* [Excerpted records]
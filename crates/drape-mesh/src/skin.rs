//! Host-side skinning interface.
//!
//! The animation runtime that deforms the body (and the garment's own
//! skinned copy used for position resets) lives outside this workspace.
//! It is reached only through [`SkinSource`].

use drape_math::{RigidTransform, Vec3};

/// Provider of skinned vertex positions for one mesh.
pub trait SkinSource {
    /// Skinned positions in the skin's root-bone space.
    ///
    /// `None` when the stream is not available this frame; callers skip
    /// the work that needs it and retry on the next tick.
    fn skinned_positions(&self) -> Option<&[Vec3]>;

    /// Pose of the root bone in world space.
    fn root_transform(&self) -> RigidTransform;

    /// Pushes a blend-shape weight (0–100) to the skinned renderer.
    fn set_blend_shape_weight(&mut self, _index: usize, _weight: f32) {}
}

/// A skin whose positions are supplied directly by the caller.
///
/// Used by tests, benchmarks and the CLI in place of a host animation
/// runtime.
#[derive(Debug, Clone, Default)]
pub struct StaticSkin {
    positions: Option<Vec<Vec3>>,
    root: RigidTransform,
    blend_shape_weights: Vec<f32>,
}

impl StaticSkin {
    /// A skin that always reports `positions` with an identity root.
    pub fn new(positions: Vec<Vec3>) -> Self {
        Self {
            positions: Some(positions),
            root: RigidTransform::IDENTITY,
            blend_shape_weights: Vec::new(),
        }
    }

    /// A skin whose stream is not ready.
    pub fn unavailable() -> Self {
        Self::default()
    }

    pub fn with_root(mut self, root: RigidTransform) -> Self {
        self.root = root;
        self
    }

    /// Replaces (or withdraws, with `None`) the skinned positions.
    pub fn set_positions(&mut self, positions: Option<Vec<Vec3>>) {
        self.positions = positions;
    }

    pub fn set_root(&mut self, root: RigidTransform) {
        self.root = root;
    }

    /// Weights most recently pushed via [`SkinSource::set_blend_shape_weight`].
    pub fn blend_shape_weights(&self) -> &[f32] {
        &self.blend_shape_weights
    }
}

impl SkinSource for StaticSkin {
    fn skinned_positions(&self) -> Option<&[Vec3]> {
        self.positions.as_deref()
    }

    fn root_transform(&self) -> RigidTransform {
        self.root
    }

    fn set_blend_shape_weight(&mut self, index: usize, weight: f32) {
        if self.blend_shape_weights.len() <= index {
            self.blend_shape_weights.resize(index + 1, 0.0);
        }
        self.blend_shape_weights[index] = weight;
    }
}
//! A simulated garment.

use std::time::Instant;

use drape_math::Mat4;
use drape_mesh::normals::compute_vertex_normals;
use drape_mesh::{Edge, GarmentTopology, SkinSource, TriangleMesh};
use drape_types::{DrapeError, DrapeResult};

use crate::blend_shape::BlendShapeSet;
use crate::reset::PositionReset;
use crate::rest_shape::RestShape;
use crate::state::GarmentState;

/// Garment topology, blend shapes, rest shape and simulation state.
#[derive(Debug, Clone)]
pub struct Garment {
    topology: GarmentTopology,
    blend_shapes: BlendShapeSet,
    rest: RestShape,
    state: GarmentState,
    reset: PositionReset,
}

impl Garment {
    /// Welds `mesh`, extracts edges and evaluates the initial rest shape.
    ///
    /// `blend_shapes` must describe the same vertices as `mesh`.
    pub fn init(mesh: &TriangleMesh, blend_shapes: BlendShapeSet) -> DrapeResult<Self> {
        let topology = GarmentTopology::build(mesh)?;

        if blend_shapes.vertex_count() != mesh.vertex_count() {
            return Err(DrapeError::InvalidMesh(format!(
                "Blend shape base has {} vertices, garment mesh has {}",
                blend_shapes.vertex_count(),
                mesh.vertex_count()
            )));
        }

        let mut garment = Self {
            rest: RestShape::new(mesh.vertex_count()),
            state: GarmentState::from_mesh(mesh),
            topology,
            blend_shapes,
            reset: PositionReset::default(),
        };
        garment.recompute_rest_shape();

        tracing::info!(
            blend_shapes = garment.blend_shapes.shape_count(),
            vertices = garment.vertex_count(),
            edges = garment.edge_count(),
            triangles = garment.topology.triangle_count(),
            "Garment initialized"
        );

        Ok(garment)
    }

    #[inline]
    pub fn vertex_count(&self) -> usize {
        self.state.vertex_count()
    }

    #[inline]
    pub fn edge_count(&self) -> usize {
        self.topology.edges.len()
    }

    pub fn edges(&self) -> &[Edge] {
        &self.topology.edges
    }

    pub fn topology(&self) -> &GarmentTopology {
        &self.topology
    }

    pub fn rest_shape(&self) -> &RestShape {
        &self.rest
    }

    pub fn state(&self) -> &GarmentState {
        &self.state
    }

    pub fn state_mut(&mut self) -> &mut GarmentState {
        &mut self.state
    }

    /// Edges and mutable state at once, for the solver.
    pub fn solver_parts(&mut self) -> (&[Edge], &mut GarmentState) {
        (&self.topology.edges, &mut self.state)
    }

    /// Pins vertex `i` (and every vertex welded onto the same representative).
    pub fn pin(&mut self, i: usize) -> DrapeResult<()> {
        if i >= self.vertex_count() {
            return Err(DrapeError::InvalidMesh(format!(
                "Cannot pin vertex {} of {}",
                i,
                self.vertex_count()
            )));
        }
        let rep = self.topology.representatives[i];
        for (v, &r) in self.topology.representatives.iter().enumerate() {
            if r == rep {
                self.state.inv_mass[v] = 0.0;
                self.state.velocities[v] = drape_math::Vec3::ZERO;
            }
        }
        Ok(())
    }

    // ─── Blend shapes ─────────────────────────────────────────

    pub fn blend_shape_names(&self) -> &[String] {
        self.blend_shapes.names()
    }

    pub fn blend_shape_weight(&self, index: usize) -> DrapeResult<f32> {
        self.blend_shapes.weight(index)
    }

    /// Stores a weight (0–100, clamped) and recomputes the rest shape.
    pub fn set_blend_shape_weight(&mut self, index: usize, weight: f32) -> DrapeResult<()> {
        self.blend_shapes.set_weight(index, weight)?;
        self.recompute_rest_shape();
        Ok(())
    }

    /// Re-evaluates rest positions and every edge's rest length.
    pub fn recompute_rest_shape(&mut self) {
        self.rest.compute(&self.blend_shapes);
        self.rest.update_edge_lengths(&mut self.topology.edges);
        tracing::debug!(edges = self.edge_count(), "Rest shape recomputed");
    }

    // ─── Position reset ───────────────────────────────────────

    /// Arms a position reset and pushes the current weights to `skin`.
    pub fn request_reset_position(&mut self, now: Instant, skin: Option<&mut dyn SkinSource>) {
        self.reset.request(now);
        if let Some(skin) = skin {
            for (i, &w) in self.blend_shapes.weights().iter().enumerate() {
                skin.set_blend_shape_weight(i, w);
            }
        }
        tracing::debug!("Position reset requested");
    }

    pub fn reset_pending(&self) -> bool {
        self.reset.is_armed()
    }

    /// Snaps positions onto the skinned pose once the reset is due.
    ///
    /// Returns `Ok(true)` when the snap happened.
    pub fn reset_position_if_needed(
        &mut self,
        skin: Option<&dyn SkinSource>,
        world_to_garment: &Mat4,
        now: Instant,
    ) -> DrapeResult<bool> {
        let applied =
            self.reset
                .apply_if_due(skin, world_to_garment, now, &mut self.state.positions)?;
        if applied {
            tracing::info!(vertices = self.vertex_count(), "Garment position reset to skinned pose");
        }
        Ok(applied)
    }

    // ─── Post-step bookkeeping ────────────────────────────────

    /// Copies every representative's position and velocity onto the
    /// vertices welded to it.
    pub fn sync_welded_duplicates(&mut self) {
        let state = &mut self.state;
        for (v, &r) in self.topology.representatives.iter().enumerate() {
            let r = r as usize;
            if r != v {
                state.positions[v] = state.positions[r];
                state.velocities[v] = state.velocities[r];
            }
        }
    }

    /// Recomputes normals over the welded triangles; duplicates copy
    /// their representative's normal.
    pub fn recompute_normals(&mut self) {
        compute_vertex_normals(
            &self.state.positions,
            &self.topology.welded_indices,
            &mut self.state.normals,
        );
        for (v, &r) in self.topology.representatives.iter().enumerate() {
            let r = r as usize;
            if r != v {
                self.state.normals[v] = self.state.normals[r];
            }
        }
    }
}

* [What you are asked to do]
Each line above with the string "whose" should be reported in full.

* [Response area]
/// A skin whose positions are supplied directly by the caller.
    /// A skin whose stream is not ready.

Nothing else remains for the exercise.